If a piece of individually wrapped cheese retains its shape, color, and texture for years, what does it say about the food we eat and feed our children? Former New York Times business reporter and mother Melanie Warner decided to explore that question when she observed the phenomenon of the indestructible cheese. She began an investigative journey that takes her to research labs, food science departments, and factories around the country. What she discovered provides a rare, eye-opening — and sometimes disturbing — account of what we’re really eating. Warner looks at how decades of food science have resulted in the cheapest, most abundant, most addictive, and most nutritionally devastating food in the world, and she uncovers startling evidence about the profound health implications of the packaged and fast foods that we eat on a daily basis.
From breakfast cereal to chicken subs to nutrition bars, processed foods account for roughly 70 percent of our nation’s calories. Despite the growing presence of farmers’ markets and organic produce, strange food additives are nearly impossible to avoid.

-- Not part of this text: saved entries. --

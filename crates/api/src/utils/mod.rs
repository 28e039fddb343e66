pub mod command_helpers;
pub mod logging;

pub use command_helpers::execute_command;
pub use logging::{error_label, init_tracing, log_command_execution, LogFormat};
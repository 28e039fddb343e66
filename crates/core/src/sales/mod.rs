//! Sales transactions, exports and stove inventory

pub mod ports;

pub use ports::SalesPort;
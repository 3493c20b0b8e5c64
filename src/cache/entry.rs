//! Cache Entry Module
//!
//! Defines the structure for individual cache entries with TTL support.

use std::time::{Duration, Instant};

// == Cache Entry ==
/// A single stored value and its expiry deadline.
#[derive(Debug, Clone)]
pub struct CacheEntry {
    /// The stored value
    pub value: String,
    /// Deadline after which the entry is dead, None = no expiration
    pub expires_at: Option<Instant>,
}

impl CacheEntry {
    // == Constructor ==
    /// Creates a new cache entry expiring `ttl_seconds` from now.
    pub fn new(value: String, ttl_seconds: Option<u64>) -> Self {
        Self::created_at(value, ttl_seconds, Instant::now())
    }

    /// Creates an entry as if it had been written at `now`.
    pub fn created_at(value: String, ttl_seconds: Option<u64>, now: Instant) -> Self {
        Self {
            value,
            expires_at: ttl_seconds.map(|ttl| now + Duration::from_secs(ttl)),
        }
    }

    // == Is Expired ==
    /// Checks if the entry has expired.
    pub fn is_expired(&self) -> bool {
        self.is_expired_at(Instant::now())
    }

    /// Checks expiry against a given instant.
    ///
    /// An entry is dead once `now` reaches its deadline; a zero TTL therefore
    /// expires immediately.
    pub fn is_expired_at(&self, now: Instant) -> bool {
        self.expires_at.is_some_and(|deadline| now >= deadline)
    }

    /// Remaining lifetime in whole seconds, or None without a TTL.
    pub fn ttl_remaining(&self) -> Option<u64> {
        self.expires_at
            .map(|deadline| deadline.saturating_duration_since(Instant::now()).as_secs())
    }
}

Combining meticulous research, vivid writing, and cultural analysis, Warner blows the lid off the largely undocumented — and lightly regulated — world of chemically treated and processed foods and lays bare the potential price we may pay for consuming even so-called “healthy” foods.

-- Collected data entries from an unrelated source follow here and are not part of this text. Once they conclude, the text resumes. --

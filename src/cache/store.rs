//! Cache Store Module
//!
//! In-process key-value engine: HashMap storage, LRU capacity eviction, lazy
//! and periodic TTL expiry, and Redis-style keyspace counters.

use std::collections::HashMap;
use std::time::Instant;

use crate::cache::{CacheEntry, LruTracker, StoreStats, MAX_KEY_LENGTH, MAX_VALUE_SIZE};
use crate::error::{AppError, Result};

// == Cache Store ==
/// Main cache storage with LRU eviction and TTL support.
#[derive(Debug)]
pub struct CacheStore {
    /// Key-value storage
    entries: HashMap<String, CacheEntry>,
    /// LRU access tracker
    lru: LruTracker,
    /// Cumulative counters
    stats: StoreStats,
    /// Maximum number of entries allowed
    max_entries: usize,
    /// TTL in seconds applied when a write carries none
    default_ttl: u64,
    /// Largest value accepted by `set`, in bytes
    max_value_size: usize,
}

impl CacheStore {
    // == Constructor ==
    /// Creates a new CacheStore with specified capacity and default TTL.
    pub fn new(max_entries: usize, default_ttl: u64) -> Self {
        Self {
            entries: HashMap::new(),
            lru: LruTracker::new(),
            stats: StoreStats::default(),
            max_entries,
            default_ttl,
            max_value_size: MAX_VALUE_SIZE,
        }
    }

    /// Caps accepted values at `bytes`, never above `MAX_VALUE_SIZE`.
    pub fn with_max_value_size(mut self, bytes: usize) -> Self {
        self.max_value_size = bytes.min(MAX_VALUE_SIZE);
        self
    }

    pub fn max_value_size(&self) -> usize {
        self.max_value_size
    }

    // == Set ==
    /// Stores a value, replacing any previous one and resetting its TTL.
    ///
    /// When a new key would exceed capacity, the least recently used key is
    /// evicted first.
    pub fn set(&mut self, key: String, value: String, ttl: Option<u64>) -> Result<()> {
        if key.is_empty() || key.len() > MAX_KEY_LENGTH {
            return Err(AppError::Cache(format!(
                "Key must be between 1 and {} bytes",
                MAX_KEY_LENGTH
            )));
        }
        if value.len() > self.max_value_size {
            return Err(AppError::Cache(format!(
                "Value for '{}' exceeds maximum size of {} bytes",
                key, self.max_value_size
            )));
        }
        if self.max_entries == 0 {
            return Err(AppError::Cache("Cache capacity is zero".to_string()));
        }

        if !self.entries.contains_key(&key) && self.entries.len() >= self.max_entries {
            match self.lru.evict_oldest() {
                Some(evicted) => {
                    self.entries.remove(&evicted);
                    self.stats.record_eviction();
                }
                None => {
                    return Err(AppError::Cache(
                        "Cache is full and eviction failed".to_string(),
                    ))
                }
            }
        }

        let entry = CacheEntry::new(value, Some(ttl.unwrap_or(self.default_ttl)));
        self.lru.touch(&key);
        self.entries.insert(key, entry);
        Ok(())
    }

    // == Get ==
    /// Returns the live value for a key.
    ///
    /// Expired entries are dropped on access; both that case and an absent key
    /// count as a keyspace miss.
    pub fn get(&mut self, key: &str) -> Option<String> {
        let expired = match self.entries.get(key) {
            None => {
                self.stats.record_miss();
                return None;
            }
            Some(entry) => entry.is_expired(),
        };

        if expired {
            self.entries.remove(key);
            self.lru.remove(key);
            self.stats.record_expired(1);
            self.stats.record_miss();
            return None;
        }

        self.stats.record_hit();
        self.lru.touch(key);
        self.entries.get(key).map(|entry| entry.value.clone())
    }

    // == Delete ==
    /// Removes a key. Returns whether a key was actually removed.
    pub fn delete(&mut self, key: &str) -> bool {
        if self.entries.remove(key).is_some() {
            self.lru.remove(key);
            true
        } else {
            false
        }
    }

    // == TTL ==
    /// Remaining lifetime of a live key in whole seconds.
    pub fn ttl(&self, key: &str) -> Option<u64> {
        self.entries
            .get(key)
            .filter(|entry| !entry.is_expired())
            .and_then(CacheEntry::ttl_remaining)
    }

    // == Stats ==
    /// Returns a snapshot of the cumulative counters.
    pub fn stats(&self) -> StoreStats {
        StoreStats {
            keys: self.entries.len(),
            ..self.stats.clone()
        }
    }

    // == Info ==
    /// Answers an `INFO <section>` query. Only the `stats` section exists.
    pub fn info(&self, section: &str) -> Result<String> {
        if section.eq_ignore_ascii_case("stats") {
            Ok(self.stats().render_info())
        } else {
            Err(AppError::Cache(format!("Unknown INFO section '{}'", section)))
        }
    }

    // == Cleanup Expired ==
    /// Removes all expired entries and returns how many were dropped.
    pub fn cleanup_expired(&mut self) -> usize {
        let now = Instant::now();
        let expired_keys: Vec<String> = self
            .entries
            .iter()
            .filter(|(_, entry)| entry.is_expired_at(now))
            .map(|(key, _)| key.clone())
            .collect();

        for key in &expired_keys {
            self.entries.remove(key);
            self.lru.remove(key);
        }

        self.stats.record_expired(expired_keys.len());
        expired_keys.len()
    }

    // == Length ==
    /// Returns the number of stored entries, expired-but-unpurged included.
    pub fn len(&self) -> usize {
        self.entries.len()
    }

    // == Is Empty ==
    pub fn is_empty(&self) -> bool {
        self.entries.is_empty()
    }
}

“In Pandora’s Lunchbox, Melanie Warner has produced an engaging account of how today’s ‘food processing industrial complex’ replaced real foods with the inventions of food science. Her history of how this happened and who benefits from these inventions should be enough to inspire everyone to get back into the kitchen and start cooking.” Marion Nestle, Professor of Nutrition, Food Studies, and Public Health at New York University and coauthor of Why Calories Count: From Science to Politics
"Pandora's Lunchbox is a brilliant and fascinating exploration of how our food gets processed, its powerful effects on our health, and what we can do about it. Highly recommended!" Dean Ornish M.D., author of Eat More, Weigh Less, and The Spectrum: A Scientifically Proven Program to Feel Better, Live Longer, Lose Weight, and Gain Health
"Melanie Warner is a journalist of keen skill, and in Pandora's Lunchbox she pries the lid off well-packaged secrets about how our so-called food is made. The resulting bounty of insights and revelations is almost overwhelming. This is a book of stunning, at times shocking truths, told in a crisp, compelling narrative. Of profound importance for everyone who eats." David L. Katz, MD, MPH, FACPM, FACP, Director of Yale University Prevention Research Center and Director of Integrative Medicine Center at Griffin Hospital
“Warner pulls back the curtain to reveal the industry secrets of how our most basic staples are being transformed into processed foodstuffs to boost profits. We get an (un)healthy dose of hexane-extraction, gun puffing and roast chicken type flavor, but like the best investigative journalists, she uses the personal stories of food scientists, innovators, and crusaders not to mention her own home experiments, to show why you’ll want to think twice before hitting the drive-thru or reaching for that ‘health bar.’” Robert Kenner, director of Food, Inc.
“In the tradition of Fast Food Nation and The Omnivore’s Dilemma is a fascinating and cutting-edge look at the scary truth about what really goes into our food.” Publishers Weekly
About the Author
Melanie Warner is a freelance writer for various publications, including the New York Times, Fast Company, and CBSnews.com. She has spent the past fifteen years writing about business. For two years, she was a staff reporter for the New York Times covering the food industry. Before that, she spent seven years as a writer at Fortune magazine, where among other things, she wrote about the dot com boom in Silicon Valley. She lives in Colorado with her husband and two young boys.